This seems to be opposite to what the likes of IBM are finding.
Perhaps a device that can't be meddled with is just what 'corporate' IT Departments want?
Your guess is as good as mine.
However, the jury is very much hung when it comes to the new MacBooks.
As someone who manages Macs and hundreds of iPads and has Mac servers...
Any kind of useful administration tool is welcome.
MDM is a start, but it's bog-useless for anything compared to its rivals (Chromebook management is a breeze, iPad management is a pain in the arse and some things you JUST CANNOT MANAGE).
But Macs have next to nothing. Hodge-podge, this-and-that, scripted-together junk if you want to do anything vaguely interesting and authenticating against LDAP properly has only been available for a few years. Before that, it needed all kinds of Mac servers playing go-between.
I'd quite like Macs to just log you in (from any authenticated source), create a default profile, give the user mapped drives and printers, and configure settings to turn stuff on and off without having to jump through ENORMOUS hoops and then again for each time you deploy it. To do so takes approximately 10 times as long to set up from scratch as a Windows server to do the same for Windows clients.
"I'd quite like Macs to just log you in (from any authenticated source), create a default profile, give the user mapped drives and printers, and configure settings to turn stuff on and off without having to jump through ENORMOUS hoops and then again for each time you deploy it. To do so takes approximately 10 times as long to set up from scratch as a Windows server to do the same for Windows clients."
Basically Windows equivalent of GPO but better and less chaotic? Although, I remember a Mac-managed network not being as difficult as you describe back in 2008/2009. Yes, the Mac OS X Server being a requirement to bridge a Win-AD domain back then to work to some degree for user integration etc. I've seen native LDAP/AD getting better, but the beauty of a Mac is that the "lack of management" to some degree worked quite well in SMB because they just "worked" rather than needing lots of startup scripts in the Windows AD world plus GPO.

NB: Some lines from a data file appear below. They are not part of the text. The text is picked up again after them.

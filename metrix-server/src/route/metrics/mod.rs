use axum::{
    extract::{State, WebSocketUpgrade},
    response::Response,
};
use tracing::{Instrument, debug_span};

use crate::{AppState, route::Origin};

mod ingress;

pub async fn metric_rpc_ws(
    origin: Origin,
    State(state): State<AppState>,
    ws: WebSocketUpgrade,
) -> Response {
    let peer = origin.peer.map(|p| p.to_string()).unwrap_or_default();
    ws.on_upgrade(move |socket| {
        ingress::handle_socket(socket, state, origin).instrument(debug_span!("rpc_ws", peer))
    })
}
use std::net::IpAddr;

use bytes::{BufMut, Bytes, BytesMut};
use http::{Method, Request, Response, StatusCode, Uri, header, response};
use metrix_proto::{
    Snapshot,
    msg::{HASH_HEADER, MIME_APPLICATION_POSTCARD, REAL_IP_HEADER, RpcCode, UPDATES_PATH},
    seal::{Sealed, Sealer},
};
use tokio::io::{AsyncReadExt, AsyncWriteExt};
use tracing::trace;

use super::{Transport, TransportError, net};
use crate::config::AgentConfig;

/// Sends each snapshot as one `POST /updates` on a fresh connection.
pub struct HttpTransport {
    uri: Uri,
    host: String,
    tls: bool,
    prefer_ipv6: bool,
    sealer: Sealer,
}

impl HttpTransport {
    pub fn new(config: &AgentConfig, sealer: Sealer) -> anyhow::Result<Self> {
        let uri = format!(
            "{}://{}{UPDATES_PATH}",
            if config.tls { "https" } else { "http" },
            config.server_addr
        )
        .parse::<Uri>()?;
        let host = uri
            .authority()
            .ok_or_else(|| anyhow::anyhow!("URL error: no host name"))?
            .as_str()
            .to_owned();
        if host.is_empty() {
            anyhow::bail!("URL error: empty host name");
        }

        Ok(HttpTransport {
            uri,
            host,
            tls: config.tls,
            prefer_ipv6: config.prefer_ipv6,
            sealer,
        })
    }

    fn request(&self, sealed: Sealed, local_ip: IpAddr) -> anyhow::Result<Request<Vec<u8>>> {
        let mut req = Request::builder()
            .method(Method::POST)
            .uri(&self.uri)
            .header(header::HOST, &self.host)
            .header(header::CONNECTION, "close")
            .header(header::ACCEPT_ENCODING, "identity")
            .header(header::CONTENT_TYPE, MIME_APPLICATION_POSTCARD)
            .header(header::CONTENT_LENGTH, sealed.body.len())
            .header(REAL_IP_HEADER, local_ip.to_string());
        if let Some(tag) = sealed.tag {
            req = req.header(HASH_HEADER, tag);
        }
        Ok(req.body(sealed.body)?)
    }
}

impl Transport for HttpTransport {
    async fn send_metrics(&self, snapshot: &Snapshot) -> Result<(), TransportError> {
        let sealed = self.sealer.seal(&snapshot.to_bytes()?)?;

        let net::Connection {
            mut stream,
            local_addr,
        } = net::connect(&self.uri, self.tls, self.prefer_ipv6).await?;
        let req = self.request(sealed, local_addr.ip())?;

        let resp: anyhow::Result<Response<Bytes>> = async {
            stream.write_all(&assemble_http_request(&req)).await?;
            stream.flush().await?;

            let mut buffer = BytesMut::with_capacity(128);
            while stream.read_buf(&mut buffer).await? != 0 {}
            let buffer = buffer.freeze();
            trace!("response: {:?}", String::from_utf8_lossy(&buffer));
            parse_http_response(buffer)
        }
        .await;

        outcome(resp?)
    }
}

/// Maps the collector's status onto the same rejection codes the RPC
/// transport reports.
fn outcome(resp: Response<Bytes>) -> Result<(), TransportError> {
    let status = resp.status();
    if status.is_success() {
        return Ok(());
    }

    let code = match status {
        StatusCode::FORBIDDEN => RpcCode::PermissionDenied,
        s if s.is_client_error() => RpcCode::InvalidArgument,
        _ => RpcCode::Internal,
    };
    let message = String::from_utf8_lossy(resp.body()).trim().to_owned();
    Err(TransportError::Rejected {
        code,
        message: if message.is_empty() {
            status.to_string()
        } else {
            message
        },
    })
}

fn assemble_http_request<T: AsRef<[u8]>>(req: &Request<T>) -> Bytes {
    let mut buffer = BytesMut::with_capacity(256);

    buffer.put_slice(
        format!(
            "{} {} {:?}\r\n",
            req.method(),
            req.uri()
                .path_and_query()
                .map(|pq| pq.as_str())
                .unwrap_or("/"),
            req.version()
        )
        .as_bytes(),
    );

    for (name, value) in req.headers() {
        buffer.put_slice(name.as_str().as_bytes());
        buffer.put_slice(b": ");
        buffer.put(value.as_bytes());
        buffer.put_slice(b"\r\n");
    }

    buffer.put_slice(b"\r\n");
    buffer.put_slice(req.body().as_ref());

    buffer.freeze()
}

fn parse_http_response(bytes: Bytes) -> anyhow::Result<Response<Bytes>> {
    const MAX_HEADERS: usize = 64;
    let mut headers = [httparse::EMPTY_HEADER; MAX_HEADERS];
    let mut resp = httparse::Response::new(&mut headers);

    let status = resp.parse(&bytes)?;
    let httparse::Status::Complete(body_start) = status else {
        anyhow::bail!("HTTP error: response is incomplete");
    };

    let mut builder = response::Builder::new()
        .status(resp.code.unwrap_or(200))
        .version(match resp.version.unwrap_or(1) {
            0 => http::Version::HTTP_10,
            _ => http::Version::HTTP_11,
        });
    for header in resp.headers.iter() {
        builder = builder.header(header.name, header.value);
    }

    Ok(builder.body(bytes.slice(body_start..))?)
}

#[cfg(test)]
mod tests {
    use metrix_proto::{Metric, integrity::IntegrityKey};
    use tokio::net::TcpListener;

    use super::*;

    fn snapshot() -> Snapshot {
        Snapshot::new(3, vec![Metric::gauge("CPUutilization0", 12.5)])
    }

    struct Captured {
        headers: Vec<(String, String)>,
        body: Vec<u8>,
    }

    impl Captured {
        fn header(&self, name: &str) -> Option<&str> {
            self.headers
                .iter()
                .find(|(k, _)| k.eq_ignore_ascii_case(name))
                .map(|(_, v)| v.as_str())
        }
    }

    /// Accepts one request, answers with `reply` and hands back what it read.
    async fn fake_collector(reply: &'static str) -> (String, tokio::task::JoinHandle<Captured>) {
        let listener = TcpListener::bind("127.0.0.1:0").await.unwrap();
        let addr = listener.local_addr().unwrap().to_string();

        let handle = tokio::spawn(async move {
            let (mut socket, _) = listener.accept().await.unwrap();
            let mut buffer = Vec::new();
            let captured = loop {
                let mut chunk = [0u8; 1024];
                let n = socket.read(&mut chunk).await.unwrap();
                assert_ne!(n, 0, "client hung up before finishing its request");
                buffer.extend_from_slice(&chunk[..n]);

                let mut headers = [httparse::EMPTY_HEADER; 32];
                let mut req = httparse::Request::new(&mut headers);
                let httparse::Status::Complete(body_start) = req.parse(&buffer).unwrap() else {
                    continue;
                };
                let headers: Vec<_> = req
                    .headers
                    .iter()
                    .map(|h| {
                        (
                            h.name.to_owned(),
                            String::from_utf8_lossy(h.value).into_owned(),
                        )
                    })
                    .collect();
                let len: usize = headers
                    .iter()
                    .find(|(k, _)| k.eq_ignore_ascii_case("content-length"))
                    .map(|(_, v)| v.parse().unwrap())
                    .unwrap();
                if buffer.len() >= body_start + len {
                    break Captured {
                        headers,
                        body: buffer[body_start..body_start + len].to_vec(),
                    };
                }
            };
            socket.write_all(reply.as_bytes()).await.unwrap();
            socket.shutdown().await.unwrap();
            captured
        });

        (addr, handle)
    }

    fn transport(server_addr: String, sealer: Sealer) -> HttpTransport {
        let config = AgentConfig {
            server_addr,
            ..Default::default()
        };
        HttpTransport::new(&config, sealer).unwrap()
    }

    #[tokio::test]
    async fn posts_signed_snapshot() {
        let (addr, collector) =
            fake_collector("HTTP/1.1 200 OK\r\nContent-Length: 12\r\n\r\n{\"stored\":2}")
                .await;
        let key = IntegrityKey::from_secret("s3cret").unwrap();
        let transport = transport(addr, Sealer::new(None, Some(key.clone())));

        transport.send_metrics(&snapshot()).await.unwrap();
        let captured = collector.await.unwrap();

        assert_eq!(
            captured.header("content-type"),
            Some(MIME_APPLICATION_POSTCARD)
        );
        assert_eq!(captured.header(REAL_IP_HEADER), Some("127.0.0.1"));
        let tag = captured.header(HASH_HEADER).unwrap();
        assert!(key.verify(&captured.body, tag));
        assert_eq!(Snapshot::from_bytes(&captured.body).unwrap(), snapshot());
    }

    #[tokio::test]
    async fn unsigned_snapshot_has_no_tag() {
        let (addr, collector) = fake_collector("HTTP/1.1 200 OK\r\n\r\n").await;
        let transport = transport(addr, Sealer::default());

        transport.send_metrics(&snapshot()).await.unwrap();

        assert_eq!(collector.await.unwrap().header(HASH_HEADER), None);
    }

    #[tokio::test]
    async fn status_maps_to_rejection_code() {
        let cases = [
            ("HTTP/1.1 403 Forbidden\r\n\r\nuntrusted origin", RpcCode::PermissionDenied),
            ("HTTP/1.1 400 Bad Request\r\n\r\nintegrity tag mismatch", RpcCode::InvalidArgument),
            ("HTTP/1.1 503 Service Unavailable\r\n\r\n", RpcCode::Internal),
        ];

        for (reply, expected) in cases {
            let (addr, _collector) = fake_collector(reply).await;
            let err = transport(addr, Sealer::default())
                .send_metrics(&snapshot())
                .await
                .unwrap_err();

            assert!(
                matches!(err, TransportError::Rejected { code, .. } if code == expected),
                "{reply:?} gave {err:?}"
            );
        }
    }

    #[test]
    fn rejection_message_falls_back_to_status() {
        let resp = Response::builder()
            .status(StatusCode::INTERNAL_SERVER_ERROR)
            .body(Bytes::new())
            .unwrap();

        let TransportError::Rejected { code, message } = outcome(resp).unwrap_err() else {
            panic!("expected a rejection");
        };
        assert_eq!(code, RpcCode::Internal);
        assert_eq!(message, "500 Internal Server Error");
    }

    #[test]
    fn truncated_response_is_an_error() {
        assert!(parse_http_response(Bytes::from_static(b"HTTP/1.1 200 OK\r\nContent")).is_err());
        assert!(parse_http_response(Bytes::new()).is_err());
    }

    #[test]
    fn request_line_and_headers() {
        let transport = transport("collector:8080".to_owned(), Sealer::default());
        let req = transport
            .request(
                Sealed {
                    body: b"abc".to_vec(),
                    tag: Some("00ff".to_owned()),
                },
                "10.0.0.5".parse().unwrap(),
            )
            .unwrap();
        let raw = assemble_http_request(&req);
        let raw = String::from_utf8_lossy(&raw);

        assert!(raw.starts_with("POST /updates HTTP/1.1\r\n"));
        assert!(raw.contains("host: collector:8080\r\n"));
        assert!(raw.contains("content-length: 3\r\n"));
        assert!(raw.contains("hashsha256: 00ff\r\n"));
        assert!(raw.contains("x-real-ip: 10.0.0.5\r\n"));
        assert!(raw.ends_with("\r\n\r\nabc"));
    }
}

I don't get why big corporates haven't moved on to something such as Chef/Puppet to do centralised config management of desktops/laptops. Especially for Mac/Unix.
Agree with your comments here.
I would also add that Apple has been moving more and more away from decent software over the last few years. OS X Server is a pile of utter crap (I tried to use it for two years and gave up), its too expensive at £15 or whatever it is now. We could manage around 400 Linux servers with less hassle than one Mac OS X Server.
Every decent piece of Apple software has had little effort to upgrade it,
Aperture gone.
OS X Server - Steaming pile of junk
FCP X - Small interface changes in latest build. Still can't use three fucking monitors on a professional video editing system.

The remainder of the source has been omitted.